The riverside shrine to Kuan Yin is in a classic Chinese design.
A few metres along the walkway the Catholic community ends at a small waterway and the Chinese district begins. Taksin had encouraged the Hokkien Chinese to settle here. Residents had originally built two shrines on this site, but during the reign of Rama III the shrines were pulled down and replaced with a single temple to the goddess of mercy, Kuan Yin. Over the course of a number of years the temple fell into a state of dilapidation until the reign of Rama V, when one of Siam’s best-known historians, Prince Damrong Rachanuphap, passed through the community on his way to neighbouring Wat Kanlayanamit to take part in the casting of a large bell. He noted the decayed condition of the building, the cracking of the mural paintings, the deterioration of the carvings on the roof, and the depredations of rain and bats, and he urged the conservation of the temple that was, he said, a masterpiece created by skilled artists who even then were becoming hard to find. Today, the temple remains faded on the exterior, although a bright red archway has recently been added at the walkway, leading through to a red-tiled courtyard. Two dragons writhe on the roof. There are some beautiful bas-reliefs and murals on the exterior walls, framed in blue, but they have become weathered and much of the paint has disappeared. Inside, seen through swirling clouds of incense smoke, the wall paintings are vivid, traditional golden silk lanterns hang from the roof beams, and a one-metre-high statue of Kuan Yin sits serenely at the back of the altar, facing the river. The shrine is cared for by a local family and has a steady stream of Chinese visitors, albeit ones with a tendency to become somewhat agitated when a large foreigner hoves into view with a camera.

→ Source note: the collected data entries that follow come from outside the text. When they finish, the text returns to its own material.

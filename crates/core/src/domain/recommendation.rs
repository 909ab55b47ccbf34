use chrono::{DateTime, Utc};
use rust_decimal::Decimal;
use serde::{Deserialize, Serialize};

/// Advisory output for a reservation whose utilization fell below the threshold.
#[derive(Debug, Clone, PartialEq, Eq, Serialize, Deserialize)]
#[serde(rename_all = "camelCase")]
pub struct Recommendation {
    pub reservation_id: String,
    #[serde(with = "rust_decimal::serde::float")]
    pub utilization_percent: Decimal,
    pub action: String,
    pub generated_at: DateTime<Utc>,
}

/// Classification of a reservation's utilization. Each tier carries its own advisory action.
#[derive(Debug, Clone, Copy, PartialEq, Eq, Serialize, Deserialize)]
#[serde(rename_all = "snake_case")]
pub enum UtilizationTier {
    Underutilized,
}

impl UtilizationTier {
    /// Returns `None` when the reservation needs no action. `threshold` is exclusive.
    pub fn classify(ratio: Decimal, threshold: Decimal) -> Option<Self> {
        if ratio < threshold {
            Some(Self::Underutilized)
        } else {
            None
        }
    }

    pub fn action(self) -> &'static str {
        match self {
            Self::Underutilized => {
                "Consider modifying or exchanging this RI to better match workload."
            }
        }
    }
}
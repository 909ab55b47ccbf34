use crate::domain::contract::{parse_usage_rows, BillingUsageRow};
use crate::ingest::UsageSource;
use crate::time::window::UsageWindow;
use anyhow::Context;
use std::path::PathBuf;

/// Reads a pre-fetched usage snapshot (a JSON array of rows). The file is taken as-is; the
/// window only applies to sources that query a billing API.
#[derive(Debug, Clone)]
pub struct FileUsageSource {
    path: PathBuf,
}

impl FileUsageSource {
    pub fn new(path: impl Into<PathBuf>) -> Self {
        Self { path: path.into() }
    }
}

#[async_trait::async_trait]
impl UsageSource for FileUsageSource {
    fn source_name(&self) -> &'static str {
        "json_file"
    }

    async fn fetch_usage(&self, _window: &UsageWindow) -> anyhow::Result<Vec<BillingUsageRow>> {
        let text = tokio::fs::read_to_string(&self.path)
            .await
            .with_context(|| format!("failed to read usage file {}", self.path.display()))?;
        let rows = parse_usage_rows(&text)
            .with_context(|| format!("failed to parse usage file {}", self.path.display()))?;
        tracing::debug!(path = %self.path.display(), rows = rows.len(), "loaded usage file");
        Ok(rows)
    }
}
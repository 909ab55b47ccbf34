//! Utilization scoring and recommendation generation.
//!
//! Everything under this module is a pure transform over an in-memory batch: no clock reads,
//! no environment access, no logging. Callers own I/O and decide what to do with the
//! [`AnalysisOutcome`].

pub mod aggregate;
pub mod engine;
pub mod error;

use crate::domain::contract::BillingUsageRow;
use crate::domain::recommendation::Recommendation;
use crate::domain::usage::{UsageRecord, UtilizationSummary};
use aggregate::UsageAggregator;
use chrono::{DateTime, Utc};
use engine::RecommendationEngine;
use error::{AnalysisError, AnomalousRatio};
use rust_decimal::Decimal;
use serde::Serialize;
use std::collections::BTreeMap;
use std::str::FromStr;

/// Default utilization ratio below which a reservation is flagged.
pub const DEFAULT_THRESHOLD: Decimal = Decimal::from_parts(5, 0, 0, false, 1);

/// What to do with a usage row that has no reservation id.
#[derive(Debug, Clone, Copy, Default, PartialEq, Eq)]
pub enum MissingKeyPolicy {
    /// Fail the whole batch on the first missing key.
    #[default]
    Abort,
    /// Drop the row and report it in [`AnalysisOutcome::skipped`].
    Skip,
}

impl FromStr for MissingKeyPolicy {
    type Err = anyhow::Error;

    fn from_str(s: &str) -> Result<Self, Self::Err> {
        match s.trim().to_ascii_lowercase().as_str() {
            "abort" => Ok(Self::Abort),
            "skip" => Ok(Self::Skip),
            other => anyhow::bail!("unknown missing key policy {other:?} (expected abort|skip)"),
        }
    }
}

#[derive(Debug, Clone, PartialEq, Eq)]
pub struct AnalysisConfig {
    pub threshold: Decimal,
    pub missing_key_policy: MissingKeyPolicy,
}

impl Default for AnalysisConfig {
    fn default() -> Self {
        Self {
            threshold: DEFAULT_THRESHOLD,
            missing_key_policy: MissingKeyPolicy::default(),
        }
    }
}

impl AnalysisConfig {
    pub fn validate(&self) -> Result<(), AnalysisError> {
        engine::validate_threshold(self.threshold)
    }
}

#[derive(Debug, Clone, PartialEq, Eq, Serialize)]
#[serde(rename_all = "camelCase")]
pub struct SkippedRow {
    pub index: usize,
    pub instance_name: Option<String>,
}

#[derive(Debug, Clone)]
pub struct AnalysisOutcome {
    pub summaries: BTreeMap<String, UtilizationSummary>,
    pub recommendations: Vec<Recommendation>,
    pub anomalies: Vec<AnomalousRatio>,
    pub skipped: Vec<SkippedRow>,
}

/// Validate rows, aggregate them per reservation and classify the result.
///
/// The config is checked before any row is looked at.
pub fn analyze(
    rows: Vec<BillingUsageRow>,
    config: &AnalysisConfig,
    generated_at: DateTime<Utc>,
) -> Result<AnalysisOutcome, AnalysisError> {
    let engine = RecommendationEngine::new(config.threshold)?;

    let (records, skipped) = collect_records(rows, config.missing_key_policy)?;
    let summaries = UsageAggregator::aggregate(&records)?;
    let anomalies = summaries
        .values()
        .filter_map(UtilizationSummary::anomaly)
        .collect();
    let recommendations = engine.recommend(&summaries, generated_at);

    Ok(AnalysisOutcome {
        summaries,
        recommendations,
        anomalies,
        skipped,
    })
}

pub fn collect_records(
    rows: Vec<BillingUsageRow>,
    policy: MissingKeyPolicy,
) -> Result<(Vec<UsageRecord>, Vec<SkippedRow>), AnalysisError> {
    let mut records = Vec::with_capacity(rows.len());
    let mut skipped = Vec::new();

    for (index, row) in rows.into_iter().enumerate() {
        let instance_name = row.instance_name.clone();
        match row.validate_and_into_record(index) {
            Ok(record) => records.push(record),
            Err(AnalysisError::MissingKey { .. }) if policy == MissingKeyPolicy::Skip => {
                skipped.push(SkippedRow {
                    index,
                    instance_name,
                });
            }
            Err(err) => return Err(err),
        }
    }

    Ok((records, skipped))
}
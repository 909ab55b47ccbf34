//! Provider-side RI and savings-plan recommendations.
//!
//! These are the billing platform's own purchase suggestions (Cost Management
//! `benefitRecommendations`). They are passed through untouched next to the utilization report;
//! nothing in [`crate::analysis`] reads them.

use crate::config::Settings;
use crate::ingest::http::{Credentials, JsonEndpoint, DEFAULT_TIMEOUT_SECS};
use anyhow::Result;
use serde_json::Value;

pub const DEFAULT_API_VERSION: &str = "2023-03-01";

#[async_trait::async_trait]
pub trait BenefitRecommendationSource: Send + Sync {
    fn source_name(&self) -> &'static str;

    async fn fetch_benefit_recommendations(&self) -> Result<Value>;
}

/// `None` when no benefit recommendations endpoint is configured.
pub fn benefit_source_from_settings(
    settings: &Settings,
) -> Result<Option<Box<dyn BenefitRecommendationSource>>> {
    if settings.benefit_recommendations_url.is_none() {
        return Ok(None);
    }
    Ok(Some(Box::new(HttpBenefitRecommendationSource::from_settings(
        settings,
    )?)))
}

/// GETs the full `.../providers/Microsoft.CostManagement/benefitRecommendations` URL for a scope.
/// The bearer token must already be issued.
#[derive(Debug, Clone)]
pub struct HttpBenefitRecommendationSource {
    endpoint: JsonEndpoint,
    api_version: String,
}

impl HttpBenefitRecommendationSource {
    pub fn from_settings(settings: &Settings) -> Result<Self> {
        let endpoint = JsonEndpoint::new(
            "benefit recommendations",
            settings.require_benefit_recommendations_url()?.to_string(),
            Credentials {
                api_key: None,
                bearer_token: settings.benefit_recommendations_token.as_deref(),
            },
            settings
                .usage_source_timeout_secs
                .unwrap_or(DEFAULT_TIMEOUT_SECS),
        )?;

        let api_version = settings
            .benefit_recommendations_api_version
            .clone()
            .filter(|s| !s.trim().is_empty())
            .unwrap_or_else(|| DEFAULT_API_VERSION.to_string());

        Ok(Self {
            endpoint,
            api_version,
        })
    }

    fn query(&self) -> [(&'static str, String); 1] {
        [("api-version", self.api_version.clone())]
    }
}

#[async_trait::async_trait]
impl BenefitRecommendationSource for HttpBenefitRecommendationSource {
    fn source_name(&self) -> &'static str {
        "cost_management"
    }

    async fn fetch_benefit_recommendations(&self) -> Result<Value> {
        let raw = self.endpoint.get_json(&self.query()).await?;
        let count = raw
            .get("value")
            .and_then(Value::as_array)
            .map(Vec::len)
            .unwrap_or(0);
        tracing::info!(url = %self.endpoint.url(), count, "fetched benefit recommendations");
        Ok(raw)
    }
}
use rust_decimal::Decimal;
use serde::Serialize;

#[derive(Debug, Clone, PartialEq, Eq, thiserror::Error)]
pub enum AnalysisError {
    #[error("usage row {index} is missing reservationId")]
    MissingKey { index: usize },
    #[error("threshold must be within [0, 1] (got {threshold})")]
    InvalidThreshold { threshold: Decimal },
    #[error("usage row {index} for reservation {reservation_id} has negative cost {cost}")]
    NegativeCost {
        index: usize,
        reservation_id: String,
        cost: Decimal,
    },
    #[error("cost arithmetic overflowed for reservation {reservation_id}")]
    CostOverflow { reservation_id: String },
}

/// Non-fatal: the summary is still produced and classified.
#[derive(Debug, Clone, PartialEq, Eq, Serialize, thiserror::Error)]
#[serde(rename_all = "camelCase")]
#[error("utilization ratio {ratio} for reservation {reservation_id} exceeds 1; cost data is inconsistent")]
pub struct AnomalousRatio {
    pub reservation_id: String,
    pub ratio: Decimal,
}
use anyhow::Context;
use chrono::{DateTime, Utc};
use ri_advisor_core::analysis;
use ri_advisor_core::config::Settings;
use ri_advisor_core::ingest;
use ri_advisor_core::report::{self, directory::DirectorySink, ReportSink};
use ri_advisor_core::time::window::{resolve_usage_window, DEFAULT_WINDOW_DAYS};

const DEFAULT_REPORT_DIR: &str = ".";

#[derive(Debug, Clone, Default)]
pub struct RunOptions {
    pub input: Option<String>,
    pub end_date: Option<String>,
    pub threshold: Option<String>,
    pub skip_missing_keys: bool,
    pub output_dir: Option<String>,
    pub dry_run: bool,
}

#[derive(Debug, Clone)]
pub struct RunReport {
    pub summaries: usize,
    pub recommendations: usize,
    pub stored: Vec<String>,
}

/// Fetch usage, analyze it and store the rendered reports.
pub async fn run(
    settings: &Settings,
    opts: &RunOptions,
    now: DateTime<Utc>,
) -> anyhow::Result<RunReport> {
    // Bad config must fail before anything is fetched.
    let config = settings.analysis_config(opts.threshold.as_deref(), opts.skip_missing_keys)?;

    let window = resolve_usage_window(
        opts.end_date.as_deref(),
        now,
        settings.usage_window_days.unwrap_or(DEFAULT_WINDOW_DAYS),
    )?;

    let source = ingest::source_from_settings(settings, opts.input.as_deref())?;
    tracing::info!(
        source = source.source_name(),
        start_date = %window.start_date,
        end_date = %window.end_date,
        threshold = %config.threshold,
        "fetching usage"
    );

    let rows = source
        .fetch_usage(&window)
        .await
        .with_context(|| format!("failed to fetch usage from {}", source.source_name()))?;
    let row_count = rows.len();

    let outcome = analysis::analyze(rows, &config, now).context("usage analysis failed")?;

    for skipped in &outcome.skipped {
        tracing::warn!(
            index = skipped.index,
            instance_name = ?skipped.instance_name,
            "skipped usage row without reservation id"
        );
    }
    for anomaly in &outcome.anomalies {
        tracing::warn!(
            reservation_id = %anomaly.reservation_id,
            ratio = %anomaly.ratio,
            "{anomaly}"
        );
    }

    tracing::info!(
        rows = row_count,
        summaries = outcome.summaries.len(),
        recommendations = outcome.recommendations.len(),
        skipped = outcome.skipped.len(),
        "usage analyzed"
    );

    let mut artifacts = report::build_artifacts(&outcome.recommendations, now)?;

    if let Some(benefit_source) = ingest::benefit::benefit_source_from_settings(settings)? {
        let raw = benefit_source
            .fetch_benefit_recommendations()
            .await
            .with_context(|| {
                format!(
                    "failed to fetch benefit recommendations from {}",
                    benefit_source.source_name()
                )
            })?;
        artifacts.push(report::benefit_artifact(&raw, now)?);
    }

    let mut stored = Vec::with_capacity(artifacts.len());
    if opts.dry_run {
        tracing::info!(
            dry_run = true,
            artifacts = artifacts.len(),
            "skipping report storage (dry-run)"
        );
    } else {
        let dir = opts
            .output_dir
            .as_deref()
            .or(settings.report_dir.as_deref())
            .unwrap_or(DEFAULT_REPORT_DIR);
        let sink = DirectorySink::new(dir);

        for artifact in &artifacts {
            let location = sink
                .store(artifact)
                .await
                .with_context(|| format!("failed to store {} via {}", artifact.name, sink.sink_name()))?;
            tracing::info!(%location, content_type = artifact.content_type, "stored report");
            stored.push(location);
        }
    }

    Ok(RunReport {
        summaries: outcome.summaries.len(),
        recommendations: outcome.recommendations.len(),
        stored,
    })
}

From the walkway of the Memorial Bridge, Wat Kanlayanamit, an enormous barn-like structure that rises above the neighbouring rooftops, dominates this part of the riverbank. Oddly, though, it is easy to walk straight past the entrance when following the riverside pathway, because it is an unassuming one next to a clutter of wooden shops and eating houses, and the temple is set further back from the river than it appears from a distance. Passing through the gate one is within another distinctive aspect of the Chinese community. A Chinese nobleman named Toh Kanlayanamit, who owned a residence on this piece of land, founded Wat Kanlayanamit in 1825 and the design is a blending of Chinese and Thai styles. At the river entrance are two Chinese pavilions, built from brick and encased in mortar to give the appearance of stone, and next to the small wiharn to the rear of the compound is a Chinese chedi. On the other side of the wiharn is an elegant bell tower housing the giant bell, the biggest bronze bell in Thailand, which Prince Damrong had watched being cast. Inside the wiharn are murals dating from the founding of the temple. The gable of the ubosot is Chinese in style, the distinction being the lack of finials and overhanging eaves, and a floral design covers the flat gable frontage. The ubosot also has murals depicting life from the time of Rama III, but parts of them are sadly deteriorated. Beneath the floor is reportedly the basement of Toh Kanlayanamit’s house. Wat Kanlayanamit is a second grade royal temple, and it is the royal wiharn, the hall of worship, that towers over the compound. The reason for its great size soon becomes clear, for the wiharn was built to house a huge Buddha image, 15.2 metres (50 ft) high and 11.6 metres (38 ft) wide, which almost fills the entire structure. Fashioned after a Buddha figure in Ayutthaya, the image is named Samporkong, and attracts crowds of Chinese devotees during the Chinese New Year period.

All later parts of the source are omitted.